Each of the plurality of coolant guide paths may pass through the mold 220 and the semiconductor chip 210 in a mesh pattern (see FIG. 3 ). Each of the plurality of refrigerant induction paths may include first openings 231A, 231B, 231C, 231D, and 231E and second openings 233A, 233B, 233C, 233D, and 233E. The first openings 231A, 231B, 231C, 231D, 231E may be formed on one surface of the mold 220, and the second openings 233A, 233B, 233C, 233D, 233E are formed on the other surface of the mold 220 Can be. When the first refrigerant guide path among the plurality of refrigerant guide paths is described as an example, the first opening 231A of the first refrigerant guide path may be formed on the left side of the mold 220 and the first refrigerant guide path The second opening 233A of may be formed on the right side of the mold 220.

The liquid refrigerant RT may be introduced through the first openings 231A, 231B, 231C, 231D, and 231E, and the gaseous refrigerant RT is the second opening 233A, 233B, 233C, 233D , 233E).

3 is a side cross-sectional view of the semiconductor package 200 shown in FIG. 2. For example, in FIG. 3, a side cross-sectional view of the semiconductor package 200 for representatively describing the first refrigerant guide path among the plurality of refrigerant guide paths is shown according to an example.

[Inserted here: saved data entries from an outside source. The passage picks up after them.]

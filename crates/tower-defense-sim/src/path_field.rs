//! Direction field over the tile map.
//!
//! Straight tiles give their own heading. Turn tiles have an entry point on
//! the side the path comes in from and an exit point on the side it leaves
//! by; a position gets the entry heading while it is closer to the entry
//! point and the exit heading after that, so a walker crossing a turn flips
//! direction exactly once, at the midpoint.

use glam::Vec2;
use tower_defense_core::constants::TILE_SIZE;
use tower_defense_core::map::{Heading, Tile, TileMap};
use tower_defense_core::types::{local_offset, TileCoord};

/// Entry and exit of a turn tile, in tile-local pixels.
#[derive(Debug, Clone, Copy, PartialEq)]
struct TurnGeometry {
    entrance: Vec2,
    entrance_heading: Heading,
    exit: Vec2,
    exit_heading: Heading,
}

#[derive(Debug, Clone, Copy, PartialEq)]
enum Cell {
    Straight(Heading),
    Turn(TurnGeometry),
}

/// Parsed map with turn geometry precomputed for every tile.
#[derive(Debug, Clone)]
pub struct PathField {
    map: TileMap,
    cells: Vec<Cell>,
}

impl PathField {
    pub fn new(map: TileMap) -> Self {
        let cells = map
            .coords()
            .map(|coord| match map.tile(coord) {
                Some(Tile::Path(heading)) => Cell::Straight(heading),
                // Blocked and open tiles fall back to turn geometry as well,
                // so walkers pushed off the path still get a direction.
                _ => Cell::Turn(turn_geometry(&map, coord)),
            })
            .collect();
        Self { map, cells }
    }

    pub fn map(&self) -> &TileMap {
        &self.map
    }

    /// Unit direction for a world position, `None` outside the map.
    pub fn direction_at(&self, position: Vec2) -> Option<Vec2> {
        let coord = TileCoord::from_world(position);
        let cell = self.cell(coord)?;
        match cell {
            Cell::Straight(heading) => Some(heading.vector()),
            Cell::Turn(turn) => {
                let local = local_offset(position);
                let to_entrance = manhattan(local, turn.entrance);
                let to_exit = manhattan(local, turn.exit);
                let heading = if to_entrance < to_exit {
                    turn.entrance_heading
                } else {
                    turn.exit_heading
                };
                Some(heading.vector())
            }
        }
    }

    fn cell(&self, coord: TileCoord) -> Option<&Cell> {
        if !self.map.contains(coord) {
            return None;
        }
        self.cells
            .get(coord.row as usize * self.map.cols() + coord.col as usize)
    }
}

fn manhattan(a: Vec2, b: Vec2) -> f32 {
    (a.x - b.x).abs() + (a.y - b.y).abs()
}

/// Derive entry and exit sides of a turn from its neighbours.
///
/// Entry checks west, east, south and otherwise assumes north; exit checks
/// west, east, south and otherwise assumes north. A neighbour outside the map
/// never matches.
fn turn_geometry(map: &TileMap, coord: TileCoord) -> TurnGeometry {
    let half = TILE_SIZE / 2.0;
    let west = map.symbol(coord.offset(0, -1));
    let east = map.symbol(coord.offset(0, 1));
    let south = map.symbol(coord.offset(1, 0));

    let (entrance, entrance_heading) = if west == Some(b'>') {
        (Vec2::new(0.0, half), Heading::East)
    } else if east == Some(b'<') {
        (Vec2::new(TILE_SIZE, half), Heading::West)
    } else if south == Some(b'n') {
        (Vec2::new(half, TILE_SIZE), Heading::North)
    } else {
        (Vec2::new(half, 0.0), Heading::South)
    };

    let (exit, exit_heading) = if west == Some(b'<') {
        (Vec2::new(0.0, half), Heading::West)
    } else if east == Some(b'>') {
        (Vec2::new(TILE_SIZE, half), Heading::East)
    } else if south == Some(b'v') {
        (Vec2::new(half, TILE_SIZE), Heading::South)
    } else {
        (Vec2::new(half, 0.0), Heading::North)
    };

    TurnGeometry {
        entrance,
        entrance_heading,
        exit,
        exit_heading,
    }
}

#[cfg(test)]
mod tests {
    use super::*;
    use tower_defense_core::config::DEFAULT_MAP;

    fn default_field() -> PathField {
        PathField::new(TileMap::parse(&DEFAULT_MAP).unwrap())
    }

    /// World position of a tile-local point on a padded tile.
    fn at(coord: TileCoord, local: Vec2) -> Vec2 {
        coord.center() - Vec2::splat(TILE_SIZE / 2.0) + local
    }

    #[test]
    fn straight_tiles_ignore_sub_tile_position() {
        let field = default_field();
        // (3, 1) is '>', (4, 4) is 'v', (8, 5) is '<', (4, 6) is 'n'.
        let cases = [
            (TileCoord::new(3, 1), Vec2::X),
            (TileCoord::new(4, 4), Vec2::Y),
            (TileCoord::new(8, 5), Vec2::NEG_X),
            (TileCoord::new(4, 6), Vec2::NEG_Y),
        ];
        for (coord, expected) in cases {
            for local in [Vec2::new(1.0, 1.0), Vec2::new(16.0, 16.0), Vec2::new(31.0, 5.0)] {
                assert_eq!(field.direction_at(at(coord, local)), Some(expected), "{coord}");
            }
        }
    }

    #[test]
    fn turn_directions_are_cardinal() {
        let field = default_field();
        for coord in field.map().coords() {
            for local in [Vec2::new(2.0, 3.0), Vec2::new(16.0, 16.0), Vec2::new(30.0, 29.0)] {
                let dir = field.direction_at(at(coord, local)).unwrap();
                let cardinal = [Vec2::X, Vec2::NEG_X, Vec2::Y, Vec2::NEG_Y];
                assert!(cardinal.contains(&dir), "{coord} gave {dir}");
            }
        }
    }

    #[test]
    fn crossing_a_turn_flips_once_at_the_midpoint() {
        let field = default_field();
        // (3, 4) is 'x': entered from '>' on the west, left towards 'v' below.
        let turn = TileCoord::new(3, 4);
        let mut flips = 0;
        let mut previous = field.direction_at(at(turn, Vec2::new(0.0, 16.0))).unwrap();
        assert_eq!(previous, Vec2::X);

        let mut x = 0.0;
        while x < TILE_SIZE {
            let dir = field.direction_at(at(turn, Vec2::new(x, 16.0))).unwrap();
            if dir != previous {
                flips += 1;
                assert!((15.5..=16.5).contains(&x), "flipped at {x}");
            }
            previous = dir;
            x += 0.5;
        }
        assert_eq!(flips, 1);
        assert_eq!(previous, Vec2::Y);
    }

    #[test]
    fn map_edge_entrance_resolves_as_turn() {
        let field = default_field();
        // (3, 0) is '#' with '>' to its east; the west neighbour is off-map.
        let entrance = TileCoord::new(3, 0);
        assert_eq!(field.direction_at(entrance.center()), Some(Vec2::X));
    }

    #[test]
    fn outside_the_map_has_no_direction() {
        let field = default_field();
        assert_eq!(field.direction_at(Vec2::new(-200.0, 48.0)), None);
        assert_eq!(field.direction_at(Vec2::new(48.0, 10_000.0)), None);
    }
}
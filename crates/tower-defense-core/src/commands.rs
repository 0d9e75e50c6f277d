//! Commands queued by the host and applied at the next tick boundary.

use serde::{Deserialize, Serialize};

/// Request from outside the simulation.
#[derive(Debug, Clone, Copy, PartialEq, Eq, Serialize, Deserialize)]
#[serde(tag = "type")]
pub enum SimCommand {
    /// Build a missile tower on a visible-area tile.
    PlaceMissileTower { row: i32, col: i32 },
    /// Build a swallow tower on a visible-area tile.
    PlaceSwallowTower { row: i32, col: i32 },
    /// Spawn a walker at the centre of the given entrance.
    SpawnWalker { entrance: usize },
}
//! headless-runner: drive the simulation without a renderer.
//!
//! Loads an optional JSON config (the demo world otherwise), feeds the game
//! loop a synthetic frame clock, and logs lifecycle events and a periodic
//! summary.
//!
//! Usage:
//!   headless-runner --frames 3600
//!   headless-runner --config world.json --fast --dump

use std::path::PathBuf;
use std::time::{Duration, TryFromFloatSecsError};

use clap::Parser;
use tracing::{debug, info};
use tracing_subscriber::EnvFilter;

use tower_defense_core::config::{LoopConfig, SimConfig};
use tower_defense_core::events::SimEvent;
use tower_defense_core::state::RenderFrame;
use tower_defense_sim::world_setup;
use tower_defense_sim::{FrameOutcome, FrameSink, GameLoop, SimulationEngine};

#[derive(Parser, Debug)]
#[command(name = "headless-runner")]
#[command(about = "Run the tower defense simulation headless")]
struct Args {
    /// JSON config file; the demo world is used when omitted
    #[arg(long)]
    config: Option<PathBuf>,

    /// Number of frames to run
    #[arg(long, default_value = "600")]
    frames: u32,

    /// Real milliseconds between frames
    #[arg(long, default_value = "16.0")]
    frame_ms: f64,

    /// Run at fast-forward speed
    #[arg(long)]
    fast: bool,

    /// Log a summary every N frames (0 disables)
    #[arg(long, default_value = "60")]
    summary_every: u32,

    /// Print the last rendered frame as JSON on exit
    #[arg(long)]
    dump: bool,
}

/// Counts lifecycle events and keeps the last frame.
#[derive(Default)]
struct SummarySink {
    spawned: u64,
    despawned: u64,
    last_frame: Option<RenderFrame>,
}

impl FrameSink for SummarySink {
    fn on_event(&mut self, event: &SimEvent) {
        match event {
            SimEvent::Spawned { entity, kind } => {
                self.spawned += 1;
                debug!(%entity, ?kind, "spawned");
            }
            SimEvent::Despawned { entity } => {
                self.despawned += 1;
                debug!(%entity, "despawned");
            }
        }
    }

    fn render(&mut self, frame: &RenderFrame) {
        self.last_frame = Some(frame.clone());
    }
}

/// Frame interval from `--frame-ms`. Negative, NaN and out-of-range values
/// are errors.
fn frame_duration(frame_ms: f64) -> Result<Duration, TryFromFloatSecsError> {
    Duration::try_from_secs_f64(frame_ms / 1000.0)
}

fn main() -> Result<(), Box<dyn std::error::Error>> {
    tracing_subscriber::fmt()
        .with_env_filter(EnvFilter::try_from_default_env().unwrap_or_else(|_| EnvFilter::new("info")))
        .init();

    let args = Args::parse();

    let config = match &args.config {
        Some(path) => {
            info!("Loading config from {:?}", path);
            SimConfig::from_json(&std::fs::read_to_string(path)?)?
        }
        None => world_setup::demo_config(),
    };

    let mut engine = SimulationEngine::new(config)?;
    let mut game_loop = GameLoop::new(LoopConfig::default());
    if args.fast {
        game_loop.toggle_fast();
    }

    let frame_time = frame_duration(args.frame_ms)?;
    let mut sink = SummarySink::default();
    let mut capped = 0u32;
    let mut discarded = 0u32;

    for frame in 1..=args.frames {
        let report = game_loop.frame(frame_time, &mut engine, &mut sink);
        match report.outcome {
            FrameOutcome::CatchUpCapped => capped += 1,
            FrameOutcome::LagDiscarded => discarded += 1,
            FrameOutcome::Rendered | FrameOutcome::Paused => {}
        }

        if args.summary_every > 0 && frame % args.summary_every == 0 {
            let components = engine.components();
            info!(
                frame,
                tick = engine.current_tick(),
                walkers = components.walk_intents.len(),
                queued = engine.queued_walkers(),
                missiles = components.missiles.len(),
                explosions = components.explosions.len(),
                trails = components.smoke_trails.len(),
                particles = components.smoke_particles.len(),
                "summary"
            );
        }
    }

    info!(
        ticks = engine.current_tick(),
        spawned = sink.spawned,
        despawned = sink.despawned,
        capped,
        discarded,
        "run complete"
    );

    if args.dump {
        if let Some(frame) = &sink.last_frame {
            println!("{}", serde_json::to_string_pretty(frame)?);
        }
    }

    Ok(())
}
//! Wave spawner: releases configured walker groups through the entrances.

use tracing::{debug, info};

use tower_defense_core::config::{SimConfig, Wave};
use tower_defense_core::events::SimEvent;

use crate::store::{Components, EntityIds};
use crate::world_setup;

/// A walker waiting for its release tick.
#[derive(Debug, Clone, Copy, PartialEq, Eq)]
pub struct QueuedWalker {
    /// Index into the configured entrances.
    pub entrance: usize,
    pub spawn_tick: u64,
}

/// Walkers from started waves that have not left their entrance yet,
/// in release order.
#[derive(Debug, Clone, Default)]
pub struct WaveSpawner {
    queued: Vec<QueuedWalker>,
}

impl WaveSpawner {
    pub fn new() -> Self {
        Self::default()
    }

    pub fn queued(&self) -> &[QueuedWalker] {
        &self.queued
    }

    /// Deal a wave's walkers round-robin over `entrance_count` entrances,
    /// staggering each entrance by `ticks_between_spawns`.
    pub fn queue_wave(
        &mut self,
        wave: &Wave,
        entrance_count: usize,
        ticks_between_spawns: u32,
        tick: u64,
    ) {
        if entrance_count == 0 {
            return;
        }
        let walkers = wave
            .groups
            .iter()
            .flat_map(|group| 0..group.size)
            .enumerate();
        for (i, _) in walkers {
            let round = (i / entrance_count) as u64;
            self.queued.push(QueuedWalker {
                entrance: i % entrance_count,
                spawn_tick: tick + round * u64::from(ticks_between_spawns),
            });
        }
    }

    /// Remove and return the walkers due by `tick`.
    fn release(&mut self, tick: u64) -> Vec<QueuedWalker> {
        let mut due = Vec::new();
        self.queued.retain(|walker| {
            if walker.spawn_tick <= tick {
                due.push(*walker);
                false
            } else {
                true
            }
        });
        due
    }
}

/// Start the wave scheduled for `tick`, if any, then spawn every walker due.
pub fn run(
    spawner: &mut WaveSpawner,
    components: &mut Components,
    ids: &mut EntityIds,
    config: &SimConfig,
    tick: u64,
    events: &mut Vec<SimEvent>,
) {
    let schedule = &config.waves;
    let entrances = &config.map.entrances;

    let period = u64::from(schedule.ticks_per_wave.max(1));
    if tick % period == 0 {
        let index = tick / period;
        let wave = usize::try_from(index)
            .ok()
            .and_then(|i| schedule.waves.get(i));
        if let Some(wave) = wave {
            spawner.queue_wave(wave, entrances.len(), schedule.ticks_between_spawns, tick);
            info!(wave = index, walkers = wave.size(), "wave started");
        }
    }

    for walker in spawner.release(tick) {
        let entrance = match entrances.get(walker.entrance) {
            Some(e) => *e,
            None => continue,
        };
        let entity = world_setup::spawn_walker(
            components,
            ids,
            entrance.center(),
            config.knockback.decay,
            events,
        );
        debug!(%entity, %entrance, "wave walker spawned");
    }
}
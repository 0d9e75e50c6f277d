//! ASCII tile map.
//!
//! `#` is blocked, space is open ground towers may be built on, `>` `<` `n` `v`
//! are path tiles heading east, west, north and south, and any other
//! character is a turn in the path.

use glam::Vec2;
use serde::{Deserialize, Serialize};

use crate::constants::MAP_PADDING;
use crate::error::ConfigError;
use crate::types::TileCoord;

/// Cardinal travel direction of a straight path tile.
#[derive(Debug, Clone, Copy, PartialEq, Eq, Hash, Serialize, Deserialize)]
pub enum Heading {
    East,
    West,
    North,
    South,
}

impl Heading {
    pub fn from_symbol(symbol: u8) -> Option<Self> {
        match symbol {
            b'>' => Some(Heading::East),
            b'<' => Some(Heading::West),
            b'n' => Some(Heading::North),
            b'v' => Some(Heading::South),
            _ => None,
        }
    }

    /// Unit vector in screen space (y grows downward).
    pub fn vector(self) -> Vec2 {
        match self {
            Heading::East => Vec2::X,
            Heading::West => Vec2::NEG_X,
            Heading::North => Vec2::NEG_Y,
            Heading::South => Vec2::Y,
        }
    }
}

/// Classified map tile.
#[derive(Debug, Clone, Copy, PartialEq, Eq, Serialize, Deserialize)]
pub enum Tile {
    Blocked,
    Open,
    Path(Heading),
    Turn,
}

impl Tile {
    pub fn from_symbol(symbol: u8) -> Self {
        match symbol {
            b'#' => Tile::Blocked,
            b' ' => Tile::Open,
            other => match Heading::from_symbol(other) {
                Some(heading) => Tile::Path(heading),
                None => Tile::Turn,
            },
        }
    }
}

/// Rectangular padded map, stored as raw ASCII symbols.
#[derive(Debug, Clone, PartialEq, Eq)]
pub struct TileMap {
    rows: usize,
    cols: usize,
    symbols: Vec<u8>,
}

impl TileMap {
    /// Parse and validate authored rows. The map must be rectangular, ASCII,
    /// and large enough to hold the border ring around at least one tile.
    pub fn parse<S: AsRef<str>>(rows: &[S]) -> Result<Self, ConfigError> {
        let first = rows.first().ok_or(ConfigError::EmptyMap)?;
        let cols = first.as_ref().len();

        let mut symbols = Vec::with_capacity(rows.len() * cols);
        for (row, line) in rows.iter().enumerate() {
            let line = line.as_ref();
            if !line.is_ascii() {
                return Err(ConfigError::NonAsciiMap { row });
            }
            if line.len() != cols {
                return Err(ConfigError::RaggedMap {
                    row,
                    expected: cols,
                    found: line.len(),
                });
            }
            symbols.extend_from_slice(line.as_bytes());
        }

        let min = 2 * MAP_PADDING as usize + 1;
        if rows.len() < min || cols < min {
            return Err(ConfigError::MapTooSmall {
                rows: rows.len(),
                cols,
            });
        }

        Ok(Self {
            rows: rows.len(),
            cols,
            symbols,
        })
    }

    pub fn rows(&self) -> usize {
        self.rows
    }

    pub fn cols(&self) -> usize {
        self.cols
    }

    pub fn contains(&self, coord: TileCoord) -> bool {
        coord.row >= 0
            && coord.col >= 0
            && (coord.row as usize) < self.rows
            && (coord.col as usize) < self.cols
    }

    /// Raw symbol at a padded coordinate, `None` outside the map.
    pub fn symbol(&self, coord: TileCoord) -> Option<u8> {
        if !self.contains(coord) {
            return None;
        }
        let idx = coord.row as usize * self.cols + coord.col as usize;
        self.symbols.get(idx).copied()
    }

    pub fn tile(&self, coord: TileCoord) -> Option<Tile> {
        self.symbol(coord).map(Tile::from_symbol)
    }

    /// Iterate all padded coordinates in row-major order.
    pub fn coords(&self) -> impl Iterator<Item = TileCoord> + '_ {
        (0..self.rows).flat_map(move |row| {
            (0..self.cols).map(move |col| TileCoord::new(row as i32, col as i32))
        })
    }
}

Referring to FIG. 3, the semiconductor chip 210 may include a plurality of vertical holes 211A, 213A, 215A, and 217A penetrated in a vertical direction. The plurality of vertical holes 211A, 213A, 215A, and 217A may be holes drilled to form a through-silicon via TSV. In this case, the hole drilled to form the through-silicon via TSV is not filled with a conductor, but is left as an empty space, and thus may be used as each of the vertical holes 211A, 213A, 215A, and 217A.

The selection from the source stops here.